[Collected data entries]
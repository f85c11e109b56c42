//! Branch module for the tree graph.
//!
//! A [Branch] connects a node to its designated ancestor and carries the
//! evolutionary distance between them. Branches live in the tree's arena
//! and are referenced by [BranchIndex]; the node on the child side owns
//! the reference to its outgoing branch.

use crate::model::node::NodeIndex;
use std::ops::Deref;

/// Index of a branch in a tree (arena).
pub type BranchIndex = usize;

// =#========================================================================#=
// BRANCH
// =#========================================================================#=
/// An edge of the tree, connecting exactly two nodes.
///
/// Ends are stored child-first: `ends.0` is the node that owns this branch,
/// `ends.1` its ancestor. Updating a node's ancestor requires updating the
/// branch ends to match via [`Branch::set_ends`].
///
/// Besides its [BranchLength], a branch tracks for which length the
/// substitution-model transition probabilities were last computed. The
/// probability matrices themselves belong to the model layer; this marker
/// is what lets the tree report whether that cache is stale.
///
/// # Invariants
/// - `index` is the position of this branch in the tree arena
/// - `length` is non-negative and finite (guaranteed by [BranchLength])
/// - `ends.0` is a non-root node with `ends.1` as its ancestor
#[derive(Debug, Clone, PartialEq)]
pub struct Branch {
    /// Index of this branch in the tree arena
    index: BranchIndex,
    /// Connected nodes as (child, ancestor)
    ends: (NodeIndex, NodeIndex),
    /// Distance between the two ends
    length: BranchLength,
    /// Length the cached transition probabilities were computed for;
    /// `None` until first computed
    tp_computed_for: Option<f64>,
}

impl Branch {
    /// Creates a new branch.
    ///
    /// # Arguments
    /// * `index` - The unique index of this branch in the tree (arena)
    /// * `ends` - Connected nodes as (child, ancestor)
    /// * `length` - Distance between the ends
    pub fn new(index: BranchIndex, ends: (NodeIndex, NodeIndex), length: BranchLength) -> Self {
        Branch {
            index,
            ends,
            length,
            tp_computed_for: None,
        }
    }

    /// Returns the index of this branch.
    pub fn index(&self) -> BranchIndex {
        self.index
    }

    /// Returns the two ends of this branch as (child, ancestor).
    pub fn ends(&self) -> (NodeIndex, NodeIndex) {
        self.ends
    }

    /// Returns the node on the child side of this branch.
    pub fn child(&self) -> NodeIndex {
        self.ends.0
    }

    /// Returns the node on the ancestor side of this branch.
    pub fn ancestor(&self) -> NodeIndex {
        self.ends.1
    }

    /// Sets the ends of this branch, child side first.
    ///
    /// Called when a rearrangement changes which node hangs below this
    /// branch; the caller is responsible for updating the nodes' ancestor
    /// references to match.
    pub fn set_ends(&mut self, child: NodeIndex, ancestor: NodeIndex) {
        self.ends = (child, ancestor);
    }

    /// Returns the length of this branch.
    pub fn length(&self) -> BranchLength {
        self.length
    }

    /// Sets the length of this branch.
    ///
    /// A length change makes the cached transition probabilities stale
    /// until the next refresh.
    pub fn set_length(&mut self, length: BranchLength) {
        self.length = length;
    }

    /// Returns whether the cached transition probabilities match the
    /// current branch length.
    pub fn transition_probabilities_fresh(&self) -> bool {
        self.tp_computed_for == Some(*self.length)
    }

    /// Recomputes the cached transition probabilities for the current
    /// length, marking them fresh.
    pub fn refresh_transition_probabilities(&mut self) {
        self.tp_computed_for = Some(*self.length);
    }
}

// =#========================================================================#=
// BRANCH LENGTH
// =#========================================================================#=
/// Branch length in a phylogenetic tree, enforced non-negative.
///
/// Represents the evolutionary distance between a node and its ancestor.
/// The value is guaranteed to be non-negative and finite.
#[derive(Debug, Clone, Copy, PartialEq)]
pub struct BranchLength(f64);

impl BranchLength {
    /// Creates a new branch length.
    ///
    /// # Arguments
    /// * `length` - The branch length value (must be non-negative)
    ///
    /// # Panics
    /// Panics if `length` is negative or not finite.
    pub fn new(length: f64) -> Self {
        assert!(
            length >= 0.0,
            "Branch length must be non-negative, got {}",
            length
        );
        assert!(
            length.is_finite(),
            "Branch length must be finite, got {}",
            length
        );
        BranchLength(length)
    }
}

impl Deref for BranchLength {
    type Target = f64;
    fn deref(&self) -> &f64 {
        &self.0
    }
}
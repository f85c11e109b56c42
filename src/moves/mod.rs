//! Proposal moves for the Metropolis-Hastings sampler.
//!
//! A move perturbs part of the sampler state and reports the natural-log
//! proposal-density ratio needed to preserve detailed balance. All moves
//! implement the [Move] trait; the sampler loop drives them through the
//! update/accept/reject cycle:
//!
//! 1. [`Move::update`] mutates the move's proposal state in place, drawing
//!    randomness from a [UniformSource](crate::rng::UniformSource), and
//!    returns the log proposal-density ratio.
//! 2. The sampler combines that ratio with the prior and likelihood ratios
//!    and decides.
//! 3. [`Move::accept`] or [`Move::reject`] synchronizes the move's buffered
//!    state and refreshes dependent caches.
//!
//! After any mutation a move notifies the [ModelCoordinator] so globally
//! cached transition-probability state can be refreshed.
//!
//! Provided moves:
//! * [RootMove] - stochastic rearrangement of the three-edge neighborhood
//!   around the root

pub mod root;
pub mod utils;

pub use root::RootMove;

use crate::rng::UniformSource;

// =#========================================================================#=
// MODEL COORDINATOR TRAIT
// =#========================================================================#=
/// The model object coordinating globally cached state across parameters.
///
/// Moves call [`ModelCoordinator::update_transition_probabilities`]
/// unconditionally after any length or topology change, and inside
/// [`Move::reject`].
pub trait ModelCoordinator {
    /// Refreshes any globally cached transition-probability state.
    fn update_transition_probabilities(&mut self);
}

/// No-op coordinator for benchmarks and moves run outside a full model.
impl ModelCoordinator for () {
    fn update_transition_probabilities(&mut self) {}
}

// =#========================================================================#=
// MOVE TRAIT
// =#========================================================================#=
/// Contract between the sampler loop and a proposal move.
///
/// A move owns its parameter state double-buffered: the last-accepted
/// *current* state and the *proposal* workspace mutated by
/// [`Move::update`]. Outside an in-flight update/accept/reject cycle the
/// two buffers are value-identical.
pub trait Move {
    /// Proposes a new state by mutating the proposal buffer in place.
    ///
    /// # Arguments
    /// * `rng` - source of uniform draws on `[0, 1)`
    /// * `model` - coordinator notified after the mutation
    ///
    /// # Returns
    /// The natural-log proposal-density ratio (Hastings correction
    /// included), a finite number.
    fn update(&mut self, rng: &mut dyn UniformSource, model: &mut dyn ModelCoordinator) -> f64;

    /// Accepts the in-flight proposal: the current buffer takes the value
    /// of the proposal buffer, and both the try and accept counters are
    /// incremented.
    fn accept(&mut self);

    /// Rejects the in-flight proposal: the proposal buffer is restored
    /// from the current buffer, its dependent caches are recomputed, the
    /// coordinator is notified, and only the try counter is incremented.
    fn reject(&mut self, model: &mut dyn ModelCoordinator);

    /// Restores auxiliary state after a rejected proposal; a no-op for
    /// moves without such state.
    fn restore(&mut self);

    /// Adapts the proposal window based on the acceptance history; a
    /// no-op for moves with a fixed window.
    fn tune(&mut self);

    /// Returns the diagnostic values of this move.
    fn values(&self) -> Vec<f64>;

    /// Returns the name of this move.
    fn name(&self) -> &str;

    /// Returns how often this move has been proposed.
    fn num_tries(&self) -> u64;

    /// Returns how often this move has been accepted.
    fn num_accepted(&self) -> u64;
}
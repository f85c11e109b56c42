//! Node module for the tree graph.
//!
//! A [Node] is an arena element of [Tree](crate::model::Tree). Unlike a
//! child-pointer representation, nodes keep an unordered set of neighbor
//! indices plus one designated ancestor among them, which is the natural
//! shape for an unrooted tree carrying a designated root: rearrangement
//! moves rewire neighbor sets and re-designate ancestors without ever
//! creating or destroying nodes.

use crate::model::branch::BranchIndex;

/// Index of a node in a tree (arena).
pub type NodeIndex = usize;

// =#========================================================================#=
// NODE
// =#========================================================================#=
/// A node in a phylogenetic tree.
///
/// # Invariants
/// - `index` is the position of this node in the tree arena
/// - `neighbors` is an exclusive set: size 1 for leaves, 2 for the root,
///   3 for other internal nodes
/// - `ancestor`, if set, is one of the neighbors; the root has none
/// - `branch`, if set, is the outgoing branch to the ancestor; the root
///   has none
///
/// Neighbor order is not semantically meaningful, but it is deterministic:
/// removal preserves the relative order of the remaining neighbors and
/// additions append. Proposal moves rely on this for reproducible
/// descendant enumeration under a fixed random seed.
#[derive(Debug, Clone, PartialEq)]
pub struct Node {
    /// Index of this node in the tree arena
    index: NodeIndex,
    /// Whether this node is a leaf (taxon)
    is_leaf: bool,
    /// Indices of adjacent nodes (exclusive set)
    neighbors: Vec<NodeIndex>,
    /// Designated ancestor among the neighbors; `None` for the root
    ancestor: Option<NodeIndex>,
    /// Outgoing branch to the ancestor; `None` for the root
    branch: Option<BranchIndex>,
}

impl Node {
    /// Creates a new, still unconnected node.
    ///
    /// # Arguments
    /// * `index` - The unique index of this node in the tree (arena)
    /// * `is_leaf` - Whether this node is a leaf
    pub fn new(index: NodeIndex, is_leaf: bool) -> Self {
        Node {
            index,
            is_leaf,
            neighbors: Vec::with_capacity(3),
            ancestor: None,
            branch: None,
        }
    }

    /// Returns the index of this node.
    pub fn index(&self) -> NodeIndex {
        self.index
    }

    /// Returns `true` if this node is a leaf.
    pub fn is_leaf(&self) -> bool {
        self.is_leaf
    }

    /// Returns the neighbors of this node.
    pub fn neighbors(&self) -> &[NodeIndex] {
        &self.neighbors
    }

    /// Returns the number of neighbors of this node.
    pub fn degree(&self) -> usize {
        self.neighbors.len()
    }

    /// Returns `true` if the given node is a neighbor of this node.
    pub fn has_neighbor(&self, neighbor: NodeIndex) -> bool {
        self.neighbors.contains(&neighbor)
    }

    /// Adds a neighbor to this node.
    ///
    /// # Panics
    /// Panics if the node is already a neighbor (neighbors form an
    /// exclusive set).
    pub fn add_neighbor(&mut self, neighbor: NodeIndex) {
        assert!(
            !self.neighbors.contains(&neighbor),
            "Node {} already has neighbor {}",
            self.index,
            neighbor
        );
        self.neighbors.push(neighbor);
    }

    /// Removes a neighbor from this node, preserving the order of the
    /// remaining neighbors.
    ///
    /// # Panics
    /// Panics if the given node is not a neighbor; a missing neighbor
    /// signals a corrupted tree.
    pub fn remove_neighbor(&mut self, neighbor: NodeIndex) {
        match self.neighbors.iter().position(|&n| n == neighbor) {
            Some(position) => {
                self.neighbors.remove(position);
            }
            None => panic!("Node {} has no neighbor {}", self.index, neighbor),
        }
    }

    /// Returns the index of this node's ancestor, or `None` for the root.
    pub fn ancestor(&self) -> Option<NodeIndex> {
        self.ancestor
    }

    /// Sets the designated ancestor of this node.
    ///
    /// The ancestor must already be among the neighbors when set.
    pub fn set_ancestor(&mut self, ancestor: Option<NodeIndex>) {
        debug_assert!(
            ancestor.is_none_or(|a| self.neighbors.contains(&a)),
            "Ancestor of node {} must be one of its neighbors",
            self.index
        );
        self.ancestor = ancestor;
    }

    /// Returns the index of this node's outgoing branch to its ancestor,
    /// or `None` for the root.
    pub fn branch(&self) -> Option<BranchIndex> {
        self.branch
    }

    /// Sets the outgoing branch of this node.
    pub fn set_branch(&mut self, branch: Option<BranchIndex>) {
        self.branch = branch;
    }
}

Your objective:
Show the lines above that include "position".

Solution for this exercise:
/// - `index` is the position of this branch in the tree arena
/// - `index` is the position of this node in the tree arena
        match self.neighbors.iter().position(|&n| n == neighbor) {
            Some(position) => {
                self.neighbors.remove(position);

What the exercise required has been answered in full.